3. Mojave National Preserve
Disconnect from the world in the 1.6-million-acre Mojave National Preserve. Large sections of this desert road trip attraction are known as the High Desert—thanks to its high altitude, which ranges from 2,000 feet to 4,000 feet in elevation. The vast expanse of the Mojave Desert exhibits wondrous water-sculpted canyons, ancient lava flows, limestone caverns, massive sand dunes, and Joshua tree forests. A visit to the mountains and mesas showcase long-abandoned mines and rock-walled military outposts, too.
Not sure where to start? Head to the preserve’s visitor center, where you’ll find brochures and guidebooks detailing the way to adventure through the desert land. Wander through the wilderness and absorb nature’s beauty. Take the Teutonia Peak Trail to make your way up to the summit—a 5,755-foot mountain located on the edge of Cima Dome. Rising 1,500 feet above the desert floor, Cima Dome covers 70 square miles and is the most symmetrical granitic formation type in the U.S. As you trek uphill on this roughly four-mile hike, you’ll pass by an abandoned silver mine and the world’s largest concentration of Joshua trees; this is a fantastic place to pitch a tent for a magical night spent under the stars.
4. Anza-Borrego Desert State Park
The 600,000-acre Anza-Borrego Desert State Park constitutes almost one-fifth of San Diego County, making it the Golden State's largest park. With 500 miles of dirt roads, 12 designated wilderness areas, and 110 miles of hiking trails, this rugged terrain is excellent for exploration. With Internet access throughout the park and the helpful visitor center, you’ll easily be able to make your way around, too. One of the highlights at this underrated state park includes a guided tour with the Anza-Borrego Desert Natural History Association experts, who thoroughly describe the local plants and animals.
The hiking trails found throughout the land are fantastic, so make sure to bring your outdoor gear. While on a day hike through Borrego Palm Canyon, you’ll spot the famous bighorn sheep. On full-moon nights, take a guided Hike to the Moon and indulge in the astounding astronomical wonders. After a day full of outdoor adventure, set up camp in the middle of the state park.
5. Joshua Tree National Park
Joshua Tree National Park is a confluence for two distinct desert ecosystems—the Mojave and Colorado. The iconic national park boasts approximately 429,690 acres of land packed with animals, Joshua trees, and other desert plant varieties.
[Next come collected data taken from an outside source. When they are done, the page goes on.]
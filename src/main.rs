//! verigate - HTTP Server Entry Point
//!
//! Starts the HTTP server that exposes the verification API.

use tracing::info;
use tracing_subscriber::{layer::SubscriberExt, util::SubscriberInitExt};
use verigate::{api, config::Config};

fn main() -> anyhow::Result<()> {
    let runtime = tokio::runtime::Builder::new_multi_thread()
        .enable_all()
        .build()?;
    runtime.block_on(async_main())
}

async fn async_main() -> anyhow::Result<()> {
    // Initialize logging
    tracing_subscriber::registry()
        .with(
            tracing_subscriber::EnvFilter::try_from_default_env()
                .unwrap_or_else(|_| "verigate=debug,tower_http=debug".into()),
        )
        .with(tracing_subscriber::fmt::layer())
        .init();

    // Load configuration
    let config = Config::from_env()?;
    info!(
        "Loaded configuration: upstream={}, batch_concurrency={}, persistent={}",
        config.upstream.base_url,
        config.engine.batch_concurrency,
        config.data_dir.is_some()
    );

    // Start HTTP server
    let addr = format!("{}:{}", config.host, config.port);
    info!("Starting server on {}", addr);

    api::serve(config).await?;

    Ok(())
}
//! Batch coordinator: runs a list of verification ids through the engine's
//! synchronous path with bounded concurrency and aggregates the outcomes.
//!
//! Credits for every well-formed id are reserved up front, so a batch either
//! starts fully funded or fails with `InsufficientCredit` before any upstream
//! call. Each task settles its own credit, which keeps `credits_deducted`
//! equal to `success_count`.
//!
//! Every admitted id runs on its own tokio task, so dropping the batch
//! future (client disconnect, timeout) never strands a task short of a
//! terminal state.

use std::sync::Arc;

use futures::future::join_all;
use serde::Serialize;
use tokio::sync::Semaphore;
use tokio::task::JoinHandle;
use uuid::Uuid;

use super::engine::{EngineError, TaskEngine};
use super::types::{TaskRecord, TaskStatus};
use crate::ledger::CreditHold;
use crate::util::{mask_identifier, parse_verification_id};

#[derive(Debug, Clone, PartialEq, Eq, Serialize)]
pub struct BatchResult {
    pub total: usize,
    pub success_count: usize,
    pub failed_count: usize,
    pub credits_deducted: u64,
    pub results: Vec<BatchItem>,
}

/// Outcome for one id, in the caller's input order.
#[derive(Debug, Clone, PartialEq, Eq, Serialize)]
#[serde(rename_all = "camelCase")]
pub struct BatchItem {
    pub verification_id: String,
    #[serde(skip_serializing_if = "Option::is_none")]
    pub task_id: Option<Uuid>,
    pub success: bool,
    pub status: String,
    pub current_step: String,
    pub message: String,
    #[serde(skip_serializing_if = "Option::is_none")]
    pub redeem_url: Option<String>,
}

impl BatchItem {
    fn rejected(raw: &str) -> Self {
        Self {
            verification_id: mask_identifier(raw.trim()),
            task_id: None,
            success: false,
            status: TaskStatus::Error.as_str().to_string(),
            current_step: "invalid".to_string(),
            message: "malformed verification id".to_string(),
            redeem_url: None,
        }
    }

    fn aborted(record: &TaskRecord) -> Self {
        Self {
            verification_id: mask_identifier(&record.verification_id),
            task_id: Some(record.id),
            success: false,
            status: TaskStatus::Error.as_str().to_string(),
            current_step: TaskStatus::Error.as_str().to_string(),
            message: "task aborted".to_string(),
            redeem_url: None,
        }
    }

    fn from_record(record: &TaskRecord) -> Self {
        let outcome = record.outcome.as_ref();
        let success = outcome.map_or(false, |o| o.success);
        let message = match outcome.and_then(|o| o.detail.clone()) {
            Some(detail) => detail,
            None if success => "verified".to_string(),
            None => record.status.as_str().to_string(),
        };
        Self {
            verification_id: mask_identifier(&record.verification_id),
            task_id: Some(record.id),
            success,
            status: record.status.as_str().to_string(),
            current_step: record.current_step.clone(),
            message,
            redeem_url: outcome.and_then(|o| o.redeem_url.clone()),
        }
    }
}

/// One input slot: either a rejected id or a launched task.
enum Slot {
    Rejected(String),
    Launched(TaskRecord, JoinHandle<TaskRecord>),
}

pub struct BatchCoordinator {
    engine: Arc<TaskEngine>,
}

impl BatchCoordinator {
    pub fn new(engine: Arc<TaskEngine>) -> Self {
        Self { engine }
    }

    pub async fn run_batch(
        &self,
        credential: &str,
        raw_ids: &[String],
    ) -> Result<BatchResult, EngineError> {
        let config = self.engine.config();
        if raw_ids.is_empty() {
            return Err(EngineError::InvalidInput(
                "verification_ids must not be empty".to_string(),
            ));
        }
        if raw_ids.len() > config.max_batch_size {
            return Err(EngineError::InvalidInput(format!(
                "at most {} verification ids per batch",
                config.max_batch_size
            )));
        }

        let parsed: Vec<Option<String>> = raw_ids
            .iter()
            .map(|raw| parse_verification_id(raw))
            .collect();
        let valid = parsed.iter().flatten().count() as u64;

        let mut funds = if valid > 0 {
            Some(self.engine.reserve(credential, valid).await?)
        } else {
            None
        };

        tracing::info!(
            total = raw_ids.len(),
            valid,
            concurrency = config.batch_concurrency,
            "Running verification batch"
        );

        // Launch right after admission: no await point separates the two.
        let limit = Arc::new(Semaphore::new(config.batch_concurrency));
        let mut slots = Vec::with_capacity(raw_ids.len());
        for (raw, id) in raw_ids.iter().zip(parsed) {
            let hold = id
                .as_ref()
                .and_then(|_| funds.as_mut().and_then(CreditHold::split_one));
            match (id, hold) {
                (Some(id), Some(hold)) => match self.engine.admit(credential, &id).await {
                    Ok(record) => {
                        let handle =
                            self.engine
                                .launch(record.clone(), hold, Some(Arc::clone(&limit)));
                        slots.push(Slot::Launched(record, handle));
                    }
                    Err(err) => {
                        hold.release().await;
                        return Err(err);
                    }
                },
                _ => slots.push(Slot::Rejected(raw.clone())),
            }
        }
        if let Some(rest) = funds {
            rest.release().await;
        }

        let results: Vec<BatchItem> = join_all(slots.into_iter().map(|slot| async move {
            match slot {
                Slot::Rejected(raw) => BatchItem::rejected(&raw),
                Slot::Launched(record, handle) => match handle.await {
                    Ok(finished) => BatchItem::from_record(&finished),
                    Err(err) => {
                        tracing::error!(task_id = %record.id, error = %err, "Batch task aborted");
                        BatchItem::aborted(&record)
                    }
                },
            }
        }))
        .await;

        let success_count = results.iter().filter(|r| r.success).count();
        let result = BatchResult {
            total: results.len(),
            success_count,
            failed_count: results.len() - success_count,
            credits_deducted: success_count as u64,
            results,
        };
        tracing::info!(
            total = result.total,
            success = result.success_count,
            failed = result.failed_count,
            "Batch finished"
        );
        Ok(result)
    }
}

#[cfg(test)]
mod tests {
    use super::*;
    use crate::tasks::engine::tests::{engine_with, VID, VID2};
    use crate::upstream::scripted::{Reply, ScriptedUpstream};
    use crate::upstream::UpstreamStep;
    use std::time::Duration;

    const KEY: &str = "test-key";

    fn ids(raw: &[&str]) -> Vec<String> {
        raw.iter().map(|s| s.to_string()).collect()
    }

    #[tokio::test]
    async fn two_successes_and_a_malformed_id() {
        let engine = engine_with(Arc::new(ScriptedUpstream::succeeding()), 5, |_| {}).await;
        let batch = BatchCoordinator::new(Arc::clone(&engine));

        let result = batch
            .run_batch(KEY, &ids(&[VID, "gen", VID2]))
            .await
            .unwrap();

        assert_eq!(result.total, 3);
        assert_eq!(result.success_count, 2);
        assert_eq!(result.failed_count, 1);
        assert_eq!(result.credits_deducted, 2);
        assert_eq!(result.results[0].verification_id, "65a1f0****293a");
        assert_eq!(result.results[1].verification_id, "g**");
        assert!(!result.results[1].success);
        assert!(result.results[1].task_id.is_none());
        assert_eq!(result.results[2].verification_id, "65a1f0****293b");

        let snap = engine.ledger().snapshot(KEY).await.unwrap();
        assert_eq!(snap.balance, 3);
        assert_eq!(snap.held, 0);
    }

    #[tokio::test]
    async fn results_keep_input_order_and_failures_stay_isolated() {
        let upstream = Arc::new(ScriptedUpstream::succeeding());
        // the first id finishes last
        upstream.script(
            VID,
            vec![
                Reply::Step(UpstreamStep::AwaitingConfirmation),
                Reply::Step(UpstreamStep::AwaitingConfirmation),
                Reply::Step(UpstreamStep::Failed),
            ],
        );
        let engine = engine_with(upstream, 2, |_| {}).await;
        let batch = BatchCoordinator::new(Arc::clone(&engine));

        let result = batch.run_batch(KEY, &ids(&[VID, VID2])).await.unwrap();
        assert_eq!(result.results[0].status, "error");
        assert_eq!(result.results[0].message, "verification rejected");
        assert!(result.results[1].success);
        assert_eq!(result.results[1].verification_id, "65a1f0****293b");
        assert_eq!(result.credits_deducted, 1);
        assert_eq!(engine.ledger().get_balance(KEY).await.unwrap(), 1);
    }

    #[tokio::test]
    async fn concurrency_is_bounded() {
        let upstream = Arc::new(
            ScriptedUpstream::succeeding().with_latency(Duration::from_millis(20)),
        );
        let engine = engine_with(Arc::clone(&upstream), 20, |c| c.batch_concurrency = 3).await;
        let batch = BatchCoordinator::new(engine);

        let all: Vec<String> = (0..10).map(|i| format!("65a1f0c2b3d4e5f6071829{:02x}", i)).collect();
        let result = batch.run_batch(KEY, &all).await.unwrap();
        assert_eq!(result.success_count, 10);
        assert!(upstream.max_in_flight() <= 3);
        assert!(upstream.max_in_flight() >= 2);
    }

    #[tokio::test]
    async fn dropped_batch_still_finishes_its_tasks() {
        let upstream = Arc::new(
            ScriptedUpstream::succeeding().with_latency(Duration::from_millis(150)),
        );
        let engine = engine_with(Arc::clone(&upstream), 3, |_| {}).await;
        let batch = BatchCoordinator::new(Arc::clone(&engine));

        let request = ids(&[VID, VID2]);
        let cut_short =
            tokio::time::timeout(Duration::from_millis(30), batch.run_batch(KEY, &request)).await;
        assert!(cut_short.is_err());

        tokio::time::timeout(Duration::from_secs(5), async {
            while engine.active_tasks().await > 0 {
                tokio::time::sleep(Duration::from_millis(10)).await;
            }
        })
        .await
        .expect("batch tasks left unfinished");

        assert_eq!(upstream.calls(VID), 1);
        assert_eq!(upstream.calls(VID2), 1);
        let snap = engine.ledger().snapshot(KEY).await.unwrap();
        assert_eq!(snap.balance, 1);
        assert_eq!(snap.held, 0);

        // nothing is left running for either id
        let after = engine.cancel(KEY, VID).await.unwrap();
        assert!(after.already_cancelled);
        assert_eq!(after.current_step, "success");
    }

    #[tokio::test]
    async fn underfunded_batch_fails_before_any_upstream_call() {
        let upstream = Arc::new(ScriptedUpstream::succeeding());
        let engine = engine_with(Arc::clone(&upstream), 1, |_| {}).await;
        let batch = BatchCoordinator::new(Arc::clone(&engine));

        let err = batch.run_batch(KEY, &ids(&[VID, VID2, "gen"])).await.unwrap_err();
        assert_eq!(
            err,
            EngineError::InsufficientCredit {
                required: 2,
                available: 1
            }
        );
        assert_eq!(upstream.calls(VID), 0);
        assert_eq!(engine.active_tasks().await, 0);
        assert_eq!(engine.ledger().snapshot(KEY).await.unwrap().held, 0);
    }

    #[tokio::test]
    async fn all_malformed_needs_no_credit() {
        let engine = engine_with(Arc::new(ScriptedUpstream::succeeding()), 0, |_| {}).await;
        let batch = BatchCoordinator::new(engine);
        let result = batch.run_batch(KEY, &ids(&["gen", ""])).await.unwrap();
        assert_eq!(result.total, 2);
        assert_eq!(result.failed_count, 2);
        assert_eq!(result.credits_deducted, 0);
    }

    #[tokio::test]
    async fn size_limits_are_enforced() {
        let engine = engine_with(Arc::new(ScriptedUpstream::succeeding()), 100, |c| {
            c.max_batch_size = 2
        })
        .await;
        let batch = BatchCoordinator::new(engine);
        assert!(matches!(
            batch.run_batch(KEY, &[]).await,
            Err(EngineError::InvalidInput(_))
        ));
        assert!(matches!(
            batch.run_batch(KEY, &ids(&[VID, VID, VID])).await,
            Err(EngineError::InvalidInput(_))
        ));
    }

    #[tokio::test]
    async fn preemptive_cancel_applies_to_batch_members() {
        let upstream = Arc::new(ScriptedUpstream::succeeding());
        let engine = engine_with(Arc::clone(&upstream), 2, |_| {}).await;
        engine.cancel(KEY, VID).await.unwrap();

        let batch = BatchCoordinator::new(Arc::clone(&engine));
        let result = batch.run_batch(KEY, &ids(&[VID, VID2])).await.unwrap();
        assert_eq!(result.results[0].status, "cancelled");
        assert!(result.results[1].success);
        assert_eq!(result.credits_deducted, 1);
        assert_eq!(upstream.calls(VID), 0);
        assert_eq!(engine.ledger().get_balance(KEY).await.unwrap(), 1);
    }
}
impl TaskEngine {
    pub fn new(
        store: SharedTaskStore,
        ledger: SharedLedger,
        upstream: SharedUpstream,
        config: EngineConfig,
    ) -> Self {
        Self {
            store,
            ledger,
            upstream,
            cancellations: CancellationRegistry::new(config.cancel_window),
            config,
        }
    }

    pub fn config(&self) -> &EngineConfig {
        &self.config
    }

    pub fn ledger(&self) -> &SharedLedger {
        &self.ledger
    }

    pub fn upstream(&self) -> &SharedUpstream {
        &self.upstream
    }

    /// Reserve `count` credits or fail with `InsufficientCredit`.
    pub async fn reserve(&self, credential: &str, count: u64) -> Result<CreditHold, EngineError> {
        match CreditHold::acquire(&self.ledger, credential, count).await? {
            Some(hold) => Ok(hold),
            None => {
                let available = self.ledger.snapshot(credential).await?.available();
                Err(EngineError::InsufficientCredit {
                    required: count,
                    available,
                })
            }
        }
    }

    /// Store a fresh `pending` task and make it cancellable.
    pub(crate) async fn admit(
        &self,
        credential: &str,
        verification_id: &str,
    ) -> Result<TaskRecord, EngineError> {
        let record = TaskRecord::new(credential, verification_id);
        self.store.insert(record.clone()).await?;
        self.cancellations.register(record.id, verification_id);
        tracing::info!(
            task_id = %record.id,
            verification_id = %mask_identifier(verification_id),
            "Task created"
        );
        Ok(record)
    }

    /// Validate, reserve a credit, store the task, and run it in the background.
    pub async fn create_task(
        self: &Arc<Self>,
        credential: &str,
        raw_verification_id: &str,
    ) -> Result<TaskRecord, EngineError> {
        let verification_id = parse_verification_id(raw_verification_id).ok_or_else(|| {
            EngineError::InvalidInput("verification_id is missing or malformed".to_string())
        })?;
        let hold = self.reserve(credential, 1).await?;
        let record = match self.admit(credential, &verification_id).await {
            Ok(record) => record,
            Err(err) => {
                hold.release().await;
                return Err(err);
            }
        };

        self.launch(record.clone(), hold, None);
        Ok(record)
    }

    /// Run an admitted task on its own tokio task, optionally waiting for a
    /// permit from `limit` first. The task reaches a terminal state even if
    /// the caller stops waiting on the handle.
    pub(crate) fn launch(
        self: &Arc<Self>,
        task: TaskRecord,
        hold: CreditHold,
        limit: Option<Arc<Semaphore>>,
    ) -> JoinHandle<TaskRecord> {
        let engine = Arc::clone(self);
        tokio::spawn(async move {
            let _permit = match limit {
                Some(limit) => limit.acquire_owned().await.ok(),
                None => None,
            };
            engine.execute(task, hold).await
        })
    }

    /// Current view of a task owned by `credential`.
    pub async fn get_status(&self, credential: &str, task_id: Uuid) -> Result<TaskView, EngineError> {
        match self.store.get(task_id).await {
            Some(record) if record.credential == credential => Ok(record.view()),
            _ => Err(EngineError::NotFound(format!("task {}", task_id))),
        }
    }

    /// Drive an admitted task to a terminal state and return the final record.
    ///
    /// Never fails: engine faults are recorded as the task's `error` state.
    async fn execute(&self, task: TaskRecord, hold: CreditHold) -> TaskRecord {
        let id = task.id;
        match self.drive(&task, hold).await {
            Ok(record) => record,
            Err(err) => {
                tracing::error!(task_id = %id, error = %err, "Task engine failure");
                let failed = self
                    .store
                    .transition(
                        id,
                        TaskStatus::Error,
                        TaskStatus::Error.as_str(),
                        Some(TaskOutcome::failure(err.to_string())),
                    )
                    .await;
                self.cancellations.unregister(id, &task.verification_id);
                match failed {
                    Ok(record) => record,
                    Err(_) => self.store.get(id).await.unwrap_or(task),
                }
            }
        }
    }

    async fn drive(&self, task: &TaskRecord, hold: CreditHold) -> Result<TaskRecord, EngineError> {
        if self.checkpoint(task) {
            return self.finish_cancelled(task, hold).await;
        }
        self.store
            .transition(task.id, TaskStatus::Processing, "processing", None)
            .await?;

        let mut outcome = match self.attempt(task).await {
            Ok(outcome) => outcome,
            Err(Interrupt::Cancelled) => return self.finish_cancelled(task, hold).await,
            Err(Interrupt::Upstream(err)) => {
                return self.finish_failed(task, hold, err.to_string()).await
            }
        };

        let mut polling_since: Option<Instant> = None;
        let mut checks: u32 = 0;
        loop {
            if self.checkpoint(task) {
                return self.finish_cancelled(task, hold).await;
            }
            match outcome.step {
                UpstreamStep::Success => return self.finish_success(task, hold, outcome).await,
                UpstreamStep::Ineligible => {
                    let detail = outcome
                        .detail
                        .unwrap_or_else(|| "not eligible for verification".to_string());
                    return self
                        .finish(
                            task,
                            hold,
                            TaskStatus::Completed,
                            &outcome.label,
                            TaskOutcome {
                                success: false,
                                redeem_url: None,
                                detail: Some(detail),
                                charged: false,
                            },
                        )
                        .await;
                }
                UpstreamStep::Failed => {
                    let detail = outcome
                        .detail
                        .unwrap_or_else(|| "upstream reported failure".to_string());
                    return self.finish_failed(task, hold, detail).await;
                }
                UpstreamStep::AwaitingConfirmation => {}
            }

            let since = *polling_since.get_or_insert_with(Instant::now);
            if since.elapsed() >= self.config.max_poll_duration {
                return self.finish_poll_timeout(task, hold).await;
            }
            checks += 1;
            self.store
                .transition(
                    task.id,
                    TaskStatus::Polling,
                    &format!("{} (check {})", outcome.label, checks),
                    None,
                )
                .await?;

            tokio::time::sleep(self.config.poll_interval).await;

            if self.checkpoint(task) {
                return self.finish_cancelled(task, hold).await;
            }
            if since.elapsed() >= self.config.max_poll_duration {
                return self.finish_poll_timeout(task, hold).await;
            }
            outcome = match self.attempt(task).await {
                Ok(outcome) => outcome,
                Err(Interrupt::Cancelled) => return self.finish_cancelled(task, hold).await,
                Err(Interrupt::Upstream(err)) => {
                    return self.finish_failed(task, hold, err.to_string()).await
                }
            };
        }
    }

    /// One upstream attempt, retrying transient errors with backoff.
    async fn attempt(&self, task: &TaskRecord) -> Result<UpstreamOutcome, Interrupt> {
        let mut retries: u32 = 0;
        loop {
            match self.upstream.verify(&task.verification_id).await {
                Ok(outcome) => return Ok(outcome),
                Err(err) if err.is_transient() && retries < self.config.max_retries => {
                    let delay = err.suggested_delay(
                        retries,
                        self.config.retry_base_delay,
                        self.config.retry_max_delay,
                    );
                    retries += 1;
                    tracing::warn!(
                        task_id = %task.id,
                        retry = retries,
                        delay_ms = delay.as_millis() as u64,
                        error = %err,
                        "Transient upstream error, retrying"
                    );
                    tokio::time::sleep(delay).await;
                    if self.checkpoint(task) {
                        return Err(Interrupt::Cancelled);
                    }
                }
                Err(err) => return Err(Interrupt::Upstream(err)),
            }
        }
    }

    fn checkpoint(&self, task: &TaskRecord) -> bool {
        let cancelled =
            self.cancellations
                .observe(task.id, &task.credential, &task.verification_id);
        if cancelled {
            tracing::debug!(task_id = %task.id, "Cancellation observed at checkpoint");
        }
        cancelled
    }

    async fn finish_success(
        &self,
        task: &TaskRecord,
        mut hold: CreditHold,
        outcome: UpstreamOutcome,
    ) -> Result<TaskRecord, EngineError> {
        if let Err(err) = hold.capture_one().await {
            tracing::error!(task_id = %task.id, error = %err, "Settlement failed");
            return self
                .finish_failed(task, hold, format!("settlement failed: {}", err))
                .await;
        }
        tracing::info!(task_id = %task.id, "Settled 1 credit");
        self.finish(
            task,
            hold,
            TaskStatus::Completed,
            &outcome.label,
            TaskOutcome {
                success: true,
                redeem_url: outcome.redeem_url,
                detail: outcome.detail,
                charged: true,
            },
        )
        .await
    }

    async fn finish_failed(
        &self,
        task: &TaskRecord,
        hold: CreditHold,
        detail: String,
    ) -> Result<TaskRecord, EngineError> {
        self.finish(
            task,
            hold,
            TaskStatus::Error,
            TaskStatus::Error.as_str(),
            TaskOutcome::failure(detail),
        )
        .await
    }

    async fn finish_poll_timeout(
        &self,
        task: &TaskRecord,
        hold: CreditHold,
    ) -> Result<TaskRecord, EngineError> {
        let detail = format!(
            "timed out after {} ms awaiting upstream confirmation",
            self.config.max_poll_duration.as_millis()
        );
        self.finish_failed(task, hold, detail).await
    }

    async fn finish_cancelled(
        &self,
        task: &TaskRecord,
        hold: CreditHold,
    ) -> Result<TaskRecord, EngineError> {
        self.finish(
            task,
            hold,
            TaskStatus::Cancelled,
            TaskStatus::Cancelled.as_str(),
            TaskOutcome::failure("cancelled by request"),
        )
        .await
    }

    async fn finish(
        &self,
        task: &TaskRecord,
        hold: CreditHold,
        status: TaskStatus,
        step: &str,
        outcome: TaskOutcome,
    ) -> Result<TaskRecord, EngineError> {
        let result = self
            .store
            .transition(task.id, status, step, Some(outcome))
            .await;
        self.cancellations.unregister(task.id, &task.verification_id);
        hold.release().await;
        let record = result?;
        tracing::info!(task_id = %task.id, status = %status, step, "Task finished");
        Ok(record)
    }

    /// Cancel the caller's tasks for a verification identifier.
    ///
    /// Running tasks are flagged and stop at their next checkpoint. With no
    /// running task a pre-emptive marker is left for the next one. Settled
    /// credits are never refunded.
    pub async fn cancel(
        &self,
        credential: &str,
        raw_verification_id: &str,
    ) -> Result<CancelResult, EngineError> {
        let verification_id = parse_verification_id(raw_verification_id).ok_or_else(|| {
            EngineError::InvalidInput("verification_id is missing or malformed".to_string())
        })?;

        let mut running = Vec::new();
        for id in self.cancellations.active_for(&verification_id) {
            if let Some(record) = self.store.get(id).await {
                if record.credential == credential && !record.status.is_terminal() {
                    running.push(record);
                }
            }
        }

        if let Some(latest) = running.iter().max_by_key(|r| r.created_at) {
            let mut newly_flagged = false;
            for record in &running {
                newly_flagged |= self.cancellations.flag(record.id);
            }
            tracing::info!(
                verification_id = %mask_identifier(&verification_id),
                tasks = running.len(),
                "Cancellation requested for running tasks"
            );
            return Ok(CancelResult {
                verification_id,
                already_cancelled: !newly_flagged,
                current_step: latest.current_step.clone(),
            });
        }

        let fresh = self.cancellations.mark(credential, &verification_id);
        tracing::info!(
            verification_id = %mask_identifier(&verification_id),
            "Pre-emptive cancellation recorded"
        );
        let result = match self.store.latest_for(credential, &verification_id).await {
            Some(previous) => CancelResult {
                verification_id,
                already_cancelled: previous.status.is_terminal(),
                current_step: previous.current_step,
            },
            None => CancelResult {
                verification_id,
                already_cancelled: !fresh,
                current_step: CANCEL_REQUESTED_STEP.to_string(),
            },
        };
        Ok(result)
    }

    /// Garbage-collect expired tasks and cancellation markers.
    pub async fn sweep(&self) -> (usize, usize) {
        let retention = chrono::Duration::from_std(self.config.task_retention)
            .unwrap_or_else(|_| chrono::Duration::hours(1));
        let purged = self.store.purge_finished_before(Utc::now() - retention).await;
        let pruned = self.cancellations.prune_expired();
        if purged > 0 || pruned > 0 {
            tracing::debug!(purged, pruned, "Swept expired tasks and markers");
        }
        (purged, pruned)
    }

    pub async fn active_tasks(&self) -> usize {
        self.store.active_count().await
    }
}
Originally recognized as a national monument in 1936, Joshua Tree Park’s historical significance and surreal geological features yield an unforgettable desert experience.
Attention, adrenaline junkies: The rock climbing opportunities here are fantastic, so you’ll want to add this activity to your national park bucket list. Head to Joshua Tree’s Stone Adventures for a unique climbing expedition with professional, certified guides. The company also hosts courses, trainings, and specialty trips, so get pumped and bring the crew to begin your adventure.
For a more relaxed outing, book a guided tour with Joshua Tree Excursions. Ride around the park in a shuttle and learn about the area’s history and ecosystems. The tour stops at all the Joshua Tree classics—the Cholla Cactus Garden, Skull Rock, Arch Rock, Ohlsen Ranch (Cap Rock Nature Trail), and Keys View. We also recommend visiting the outdoor Noah Purifoy Desert Art Museum, which is a free-of-charge attraction dedicated to using art for social change. If you’re extending your stay at the park, check in to the Joshua Tree House for a remarkable escape.